═══ DATA UNDER STUDY

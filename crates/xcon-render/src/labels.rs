#![forbid(unsafe_code)]

//! Status lines drawn above the log.

use crate::color::Rgb;

#[derive(Debug, Clone, PartialEq, Eq)]
struct Label {
    text: String,
    color: Rgb,
    dirty: bool,
}

/// Ordered header labels with per-label dirty tracking.
#[derive(Debug, Clone, Default)]
pub struct HeaderLabels {
    labels: Vec<Label>,
}

impl HeaderLabels {
    #[must_use]
    pub fn new() -> Self {
        Self::default()
    }

    /// Append a label, returning its row.
    pub fn push(&mut self, text: impl Into<String>, color: Rgb) -> usize {
        self.labels.push(Label {
            text: text.into(),
            color,
            dirty: true,
        });
        self.labels.len() - 1
    }

    /// Replace a label's text; marks it dirty only if it changed.
    pub fn set_text(&mut self, row: usize, text: &str) {
        if let Some(label) = self.labels.get_mut(row)
            && label.text != text
        {
            label.text = text.to_owned();
            label.dirty = true;
        }
    }

    pub fn set_color(&mut self, row: usize, color: Rgb) {
        if let Some(label) = self.labels.get_mut(row)
            && label.color != color
        {
            label.color = color;
            label.dirty = true;
        }
    }

    #[must_use]
    pub fn text(&self, row: usize) -> Option<&str> {
        self.labels.get(row).map(|l| l.text.as_str())
    }

    #[must_use]
    pub fn len(&self) -> usize {
        self.labels.len()
    }

    #[must_use]
    pub fn is_empty(&self) -> bool {
        self.labels.is_empty()
    }

    /// Mark every label for redraw.
    pub fn invalidate(&mut self) {
        for label in &mut self.labels {
            label.dirty = true;
        }
    }

    /// Labels needing a redraw as `(row, text, color)`, clearing their flags.
    pub fn take_dirty(&mut self) -> Vec<(usize, String, Rgb)> {
        self.labels
            .iter_mut()
            .enumerate()
            .filter(|(_, l)| l.dirty)
            .map(|(row, l)| {
                l.dirty = false;
                (row, l.text.clone(), l.color)
            })
            .collect()
    }
}
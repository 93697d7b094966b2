#![forbid(unsafe_code)]

//! Core: ring-buffer storage, command history, and the log sink seam.

pub mod error;
pub mod history;
pub mod ring_buffer;
pub mod sink;

pub use error::RingBufferError;
pub use history::HistoryCache;
pub use ring_buffer::RingBuffer;
pub use sink::LogSink;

══════

§ INSTRUCTIONS TO FOLLOW: The whole of the data is to be returned with every line intact.

§ COMPLETED TASK:
filename crates/xcon-render/src/labels.rs
#![forbid(unsafe_code)]

//! Status lines drawn above the log.

use crate::color::Rgb;

#[derive(Debug, Clone, PartialEq, Eq)]
struct Label {
    text: String,
    color: Rgb,
    dirty: bool,
}

/// Ordered header labels with per-label dirty tracking.
#[derive(Debug, Clone, Default)]
pub struct HeaderLabels {
    labels: Vec<Label>,
}

impl HeaderLabels {
    #[must_use]
    pub fn new() -> Self {
        Self::default()
    }

    /// Append a label, returning its row.
    pub fn push(&mut self, text: impl Into<String>, color: Rgb) -> usize {
        self.labels.push(Label {
            text: text.into(),
            color,
            dirty: true,
        });
        self.labels.len() - 1
    }

    /// Replace a label's text; marks it dirty only if it changed.
    pub fn set_text(&mut self, row: usize, text: &str) {
        if let Some(label) = self.labels.get_mut(row)
            && label.text != text
        {
            label.text = text.to_owned();
            label.dirty = true;
        }
    }

    pub fn set_color(&mut self, row: usize, color: Rgb) {
        if let Some(label) = self.labels.get_mut(row)
            && label.color != color
        {
            label.color = color;
            label.dirty = true;
        }
    }

    #[must_use]
    pub fn text(&self, row: usize) -> Option<&str> {
        self.labels.get(row).map(|l| l.text.as_str())
    }

    #[must_use]
    pub fn len(&self) -> usize {
        self.labels.len()
    }

    #[must_use]
    pub fn is_empty(&self) -> bool {
        self.labels.is_empty()
    }

    /// Mark every label for redraw.
    pub fn invalidate(&mut self) {
        for label in &mut self.labels {
            label.dirty = true;
        }
    }

    /// Labels needing a redraw as `(row, text, color)`, clearing their flags.
    pub fn take_dirty(&mut self) -> Vec<(usize, String, Rgb)> {
        self.labels
            .iter_mut()
            .enumerate()
            .filter(|(_, l)| l.dirty)
            .map(|(row, l)| {
                l.dirty = false;
                (row, l.text.clone(), l.color)
            })
            .collect()
    }
}
repository 93697d7b094966b2
#![forbid(unsafe_code)]

//! Core: ring-buffer storage, command history, and the log sink seam.

pub mod error;
pub mod history;
pub mod ring_buffer;
pub mod sink;

pub use error::RingBufferError;
pub use history::HistoryCache;
pub use ring_buffer::RingBuffer;
pub use sink::LogSink;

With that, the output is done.